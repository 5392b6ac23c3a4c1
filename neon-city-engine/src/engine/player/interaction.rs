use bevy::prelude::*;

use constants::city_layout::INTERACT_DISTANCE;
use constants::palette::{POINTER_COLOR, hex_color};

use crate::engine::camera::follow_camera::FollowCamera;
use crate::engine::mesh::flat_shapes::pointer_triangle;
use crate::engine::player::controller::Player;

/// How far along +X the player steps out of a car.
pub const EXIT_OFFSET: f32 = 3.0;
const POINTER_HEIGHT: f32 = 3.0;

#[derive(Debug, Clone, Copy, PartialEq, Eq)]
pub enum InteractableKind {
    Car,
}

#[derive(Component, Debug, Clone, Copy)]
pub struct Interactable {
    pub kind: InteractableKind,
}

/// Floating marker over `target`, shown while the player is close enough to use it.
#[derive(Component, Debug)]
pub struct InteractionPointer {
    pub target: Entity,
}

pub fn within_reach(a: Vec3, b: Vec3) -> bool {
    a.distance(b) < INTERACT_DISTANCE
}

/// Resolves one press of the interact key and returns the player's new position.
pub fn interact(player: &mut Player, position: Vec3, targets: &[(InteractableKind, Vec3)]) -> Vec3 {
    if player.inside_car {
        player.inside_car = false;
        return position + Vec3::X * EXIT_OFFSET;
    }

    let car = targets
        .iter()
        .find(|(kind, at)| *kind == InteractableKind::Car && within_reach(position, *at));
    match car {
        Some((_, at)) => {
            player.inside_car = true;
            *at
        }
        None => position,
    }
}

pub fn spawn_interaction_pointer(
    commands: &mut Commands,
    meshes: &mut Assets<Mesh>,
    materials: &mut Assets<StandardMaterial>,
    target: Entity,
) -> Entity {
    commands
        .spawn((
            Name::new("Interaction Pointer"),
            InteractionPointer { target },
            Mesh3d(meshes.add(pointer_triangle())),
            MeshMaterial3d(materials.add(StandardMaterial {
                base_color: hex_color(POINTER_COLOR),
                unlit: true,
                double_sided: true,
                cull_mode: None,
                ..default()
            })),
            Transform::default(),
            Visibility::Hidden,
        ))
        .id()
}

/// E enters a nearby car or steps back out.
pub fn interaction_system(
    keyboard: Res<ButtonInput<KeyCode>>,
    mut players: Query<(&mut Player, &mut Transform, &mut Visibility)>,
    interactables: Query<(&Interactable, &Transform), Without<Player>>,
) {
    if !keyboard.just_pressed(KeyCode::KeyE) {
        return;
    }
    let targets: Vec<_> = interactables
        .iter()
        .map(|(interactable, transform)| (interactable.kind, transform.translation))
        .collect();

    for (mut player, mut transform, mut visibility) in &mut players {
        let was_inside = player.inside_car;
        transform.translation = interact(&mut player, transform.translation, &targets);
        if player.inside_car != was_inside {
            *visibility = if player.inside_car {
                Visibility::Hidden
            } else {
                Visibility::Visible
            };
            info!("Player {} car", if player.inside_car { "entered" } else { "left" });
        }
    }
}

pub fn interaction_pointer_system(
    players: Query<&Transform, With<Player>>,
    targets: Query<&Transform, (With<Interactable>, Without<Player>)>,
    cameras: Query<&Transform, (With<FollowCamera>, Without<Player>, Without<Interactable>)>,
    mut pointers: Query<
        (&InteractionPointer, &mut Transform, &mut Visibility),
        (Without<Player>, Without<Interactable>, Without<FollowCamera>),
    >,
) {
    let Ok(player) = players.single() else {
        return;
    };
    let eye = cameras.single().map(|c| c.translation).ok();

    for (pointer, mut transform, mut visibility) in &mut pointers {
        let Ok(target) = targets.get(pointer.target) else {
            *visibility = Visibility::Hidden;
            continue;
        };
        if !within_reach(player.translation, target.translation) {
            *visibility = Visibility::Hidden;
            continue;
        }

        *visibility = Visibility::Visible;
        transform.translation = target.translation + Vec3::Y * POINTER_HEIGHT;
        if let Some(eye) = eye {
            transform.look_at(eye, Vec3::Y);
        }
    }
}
==
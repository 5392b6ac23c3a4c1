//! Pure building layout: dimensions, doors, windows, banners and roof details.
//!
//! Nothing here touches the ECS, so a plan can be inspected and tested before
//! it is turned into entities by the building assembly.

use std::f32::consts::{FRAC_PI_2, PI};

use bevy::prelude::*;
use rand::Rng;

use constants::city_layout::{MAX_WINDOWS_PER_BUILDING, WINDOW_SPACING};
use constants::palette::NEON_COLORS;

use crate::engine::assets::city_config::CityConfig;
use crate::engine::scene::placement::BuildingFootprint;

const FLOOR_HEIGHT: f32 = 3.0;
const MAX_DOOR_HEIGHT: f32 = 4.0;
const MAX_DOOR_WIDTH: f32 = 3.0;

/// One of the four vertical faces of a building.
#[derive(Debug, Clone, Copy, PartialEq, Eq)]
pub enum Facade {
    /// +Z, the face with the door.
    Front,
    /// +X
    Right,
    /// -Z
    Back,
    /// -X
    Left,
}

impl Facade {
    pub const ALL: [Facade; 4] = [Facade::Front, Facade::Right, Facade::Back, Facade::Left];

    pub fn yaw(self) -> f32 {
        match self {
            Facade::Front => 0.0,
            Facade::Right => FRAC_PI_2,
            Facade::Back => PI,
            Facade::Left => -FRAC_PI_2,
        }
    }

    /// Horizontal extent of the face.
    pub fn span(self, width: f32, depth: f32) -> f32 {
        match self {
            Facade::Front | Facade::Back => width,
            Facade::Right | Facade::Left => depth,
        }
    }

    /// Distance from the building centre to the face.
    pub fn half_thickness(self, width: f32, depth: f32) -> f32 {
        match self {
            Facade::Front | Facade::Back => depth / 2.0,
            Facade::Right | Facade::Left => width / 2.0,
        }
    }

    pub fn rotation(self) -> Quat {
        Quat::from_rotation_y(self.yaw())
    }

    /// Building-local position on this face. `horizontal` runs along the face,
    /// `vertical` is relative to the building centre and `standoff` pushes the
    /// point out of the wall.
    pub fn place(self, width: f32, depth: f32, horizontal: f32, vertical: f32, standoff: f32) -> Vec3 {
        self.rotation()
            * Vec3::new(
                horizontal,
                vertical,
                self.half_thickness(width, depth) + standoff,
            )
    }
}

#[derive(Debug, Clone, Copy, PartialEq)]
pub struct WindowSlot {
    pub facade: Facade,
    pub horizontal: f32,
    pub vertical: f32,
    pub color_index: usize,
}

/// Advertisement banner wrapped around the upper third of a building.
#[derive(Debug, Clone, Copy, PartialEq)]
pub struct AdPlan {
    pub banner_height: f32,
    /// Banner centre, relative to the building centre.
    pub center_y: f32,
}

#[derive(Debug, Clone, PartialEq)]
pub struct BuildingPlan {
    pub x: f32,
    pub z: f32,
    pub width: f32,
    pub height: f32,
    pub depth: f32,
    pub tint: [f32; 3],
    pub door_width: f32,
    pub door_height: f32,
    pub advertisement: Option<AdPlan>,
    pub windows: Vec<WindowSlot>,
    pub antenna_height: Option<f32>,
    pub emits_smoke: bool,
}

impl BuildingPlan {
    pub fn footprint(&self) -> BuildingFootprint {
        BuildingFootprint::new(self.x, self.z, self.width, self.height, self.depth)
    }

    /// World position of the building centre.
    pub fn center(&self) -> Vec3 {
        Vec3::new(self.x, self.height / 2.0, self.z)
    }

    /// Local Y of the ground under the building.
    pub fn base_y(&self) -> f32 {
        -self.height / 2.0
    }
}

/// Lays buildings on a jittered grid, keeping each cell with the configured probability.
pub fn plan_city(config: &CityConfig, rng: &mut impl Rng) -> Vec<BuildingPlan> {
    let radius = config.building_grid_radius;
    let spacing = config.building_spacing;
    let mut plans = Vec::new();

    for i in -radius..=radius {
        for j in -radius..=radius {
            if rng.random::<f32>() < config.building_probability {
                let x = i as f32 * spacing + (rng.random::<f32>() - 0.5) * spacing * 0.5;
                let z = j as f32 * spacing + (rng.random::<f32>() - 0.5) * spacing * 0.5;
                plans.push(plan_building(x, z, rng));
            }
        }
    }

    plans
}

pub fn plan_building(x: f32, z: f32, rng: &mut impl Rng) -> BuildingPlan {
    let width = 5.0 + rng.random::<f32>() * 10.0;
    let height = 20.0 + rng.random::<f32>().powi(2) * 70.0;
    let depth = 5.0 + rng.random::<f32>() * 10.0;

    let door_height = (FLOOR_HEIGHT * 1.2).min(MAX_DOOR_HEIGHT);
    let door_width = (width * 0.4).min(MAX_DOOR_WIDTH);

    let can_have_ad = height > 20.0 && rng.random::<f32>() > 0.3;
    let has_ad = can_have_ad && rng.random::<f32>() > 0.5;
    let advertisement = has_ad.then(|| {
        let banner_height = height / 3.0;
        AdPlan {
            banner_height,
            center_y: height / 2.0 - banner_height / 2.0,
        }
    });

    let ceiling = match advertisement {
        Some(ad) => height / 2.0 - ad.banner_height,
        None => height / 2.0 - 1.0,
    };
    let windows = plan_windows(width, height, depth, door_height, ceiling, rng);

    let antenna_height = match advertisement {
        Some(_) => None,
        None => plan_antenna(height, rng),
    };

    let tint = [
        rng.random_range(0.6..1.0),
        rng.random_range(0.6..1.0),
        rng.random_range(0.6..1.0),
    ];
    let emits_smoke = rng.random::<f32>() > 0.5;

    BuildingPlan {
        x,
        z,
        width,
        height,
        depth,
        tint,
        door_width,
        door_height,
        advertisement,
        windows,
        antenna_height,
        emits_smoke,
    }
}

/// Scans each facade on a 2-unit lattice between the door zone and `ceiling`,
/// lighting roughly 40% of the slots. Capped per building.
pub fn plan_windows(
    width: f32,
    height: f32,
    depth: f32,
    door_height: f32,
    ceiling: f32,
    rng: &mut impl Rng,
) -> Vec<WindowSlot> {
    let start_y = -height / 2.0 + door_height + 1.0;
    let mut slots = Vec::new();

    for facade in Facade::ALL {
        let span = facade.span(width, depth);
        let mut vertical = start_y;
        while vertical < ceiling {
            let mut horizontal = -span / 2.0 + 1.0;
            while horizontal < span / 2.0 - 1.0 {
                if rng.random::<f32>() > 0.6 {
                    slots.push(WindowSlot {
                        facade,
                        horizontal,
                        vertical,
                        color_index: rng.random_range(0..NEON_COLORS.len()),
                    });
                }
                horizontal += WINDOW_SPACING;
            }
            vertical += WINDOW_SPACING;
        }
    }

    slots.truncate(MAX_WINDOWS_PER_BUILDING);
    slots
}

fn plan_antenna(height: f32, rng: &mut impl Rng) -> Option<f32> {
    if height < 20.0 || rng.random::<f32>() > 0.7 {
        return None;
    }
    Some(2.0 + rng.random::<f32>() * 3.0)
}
==
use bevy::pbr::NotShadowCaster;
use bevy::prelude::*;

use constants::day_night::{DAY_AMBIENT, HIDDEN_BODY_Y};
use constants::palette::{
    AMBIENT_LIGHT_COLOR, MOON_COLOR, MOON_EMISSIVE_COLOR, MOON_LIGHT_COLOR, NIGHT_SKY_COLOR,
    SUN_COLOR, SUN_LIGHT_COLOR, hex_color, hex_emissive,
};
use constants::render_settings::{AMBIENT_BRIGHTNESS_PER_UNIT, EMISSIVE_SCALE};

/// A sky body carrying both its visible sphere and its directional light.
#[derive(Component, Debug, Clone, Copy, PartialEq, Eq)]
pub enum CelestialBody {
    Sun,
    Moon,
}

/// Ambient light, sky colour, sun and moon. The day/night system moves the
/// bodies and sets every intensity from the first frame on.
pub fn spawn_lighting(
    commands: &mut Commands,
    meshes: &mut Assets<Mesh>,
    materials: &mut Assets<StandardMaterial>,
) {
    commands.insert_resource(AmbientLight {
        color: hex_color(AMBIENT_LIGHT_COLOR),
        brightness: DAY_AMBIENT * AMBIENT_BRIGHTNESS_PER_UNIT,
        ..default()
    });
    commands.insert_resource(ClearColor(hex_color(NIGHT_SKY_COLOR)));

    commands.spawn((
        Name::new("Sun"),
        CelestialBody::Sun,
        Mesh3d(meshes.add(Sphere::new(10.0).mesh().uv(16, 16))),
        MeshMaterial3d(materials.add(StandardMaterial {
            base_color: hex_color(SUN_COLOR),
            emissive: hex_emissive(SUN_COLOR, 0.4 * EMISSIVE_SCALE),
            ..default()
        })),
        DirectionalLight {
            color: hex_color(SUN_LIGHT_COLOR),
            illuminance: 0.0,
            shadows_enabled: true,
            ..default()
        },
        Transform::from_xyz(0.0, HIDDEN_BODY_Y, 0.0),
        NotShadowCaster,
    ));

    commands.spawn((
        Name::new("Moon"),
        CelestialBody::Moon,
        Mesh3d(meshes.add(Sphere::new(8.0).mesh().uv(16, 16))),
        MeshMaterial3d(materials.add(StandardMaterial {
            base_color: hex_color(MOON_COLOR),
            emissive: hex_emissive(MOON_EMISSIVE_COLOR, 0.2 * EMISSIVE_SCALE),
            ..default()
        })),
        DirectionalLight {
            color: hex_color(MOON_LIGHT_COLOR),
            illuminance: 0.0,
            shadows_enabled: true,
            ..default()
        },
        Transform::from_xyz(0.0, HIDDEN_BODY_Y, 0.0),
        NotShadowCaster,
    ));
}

**Exercise directions:** Retype the records above, but only those lines that fall between the line containing "self.width, self.height, self.depth)" and the line containing "pub fn plan_building(x: f32, z: f32, rng: &mut", with both of those lines included, exactly as written.

**Output for this exercise:**
        BuildingFootprint::new(self.x, self.z, self.width, self.height, self.depth)
    }

    /// World position of the building centre.
    pub fn center(&self) -> Vec3 {
        Vec3::new(self.x, self.height / 2.0, self.z)
    }

    /// Local Y of the ground under the building.
    pub fn base_y(&self) -> f32 {
        -self.height / 2.0
    }
}

/// Lays buildings on a jittered grid, keeping each cell with the configured probability.
pub fn plan_city(config: &CityConfig, rng: &mut impl Rng) -> Vec<BuildingPlan> {
    let radius = config.building_grid_radius;
    let spacing = config.building_spacing;
    let mut plans = Vec::new();

    for i in -radius..=radius {
        for j in -radius..=radius {
            if rng.random::<f32>() < config.building_probability {
                let x = i as f32 * spacing + (rng.random::<f32>() - 0.5) * spacing * 0.5;
                let z = j as f32 * spacing + (rng.random::<f32>() - 0.5) * spacing * 0.5;
                plans.push(plan_building(x, z, rng));
            }
        }
    }

    plans
}

pub fn plan_building(x: f32, z: f32, rng: &mut impl Rng) -> BuildingPlan {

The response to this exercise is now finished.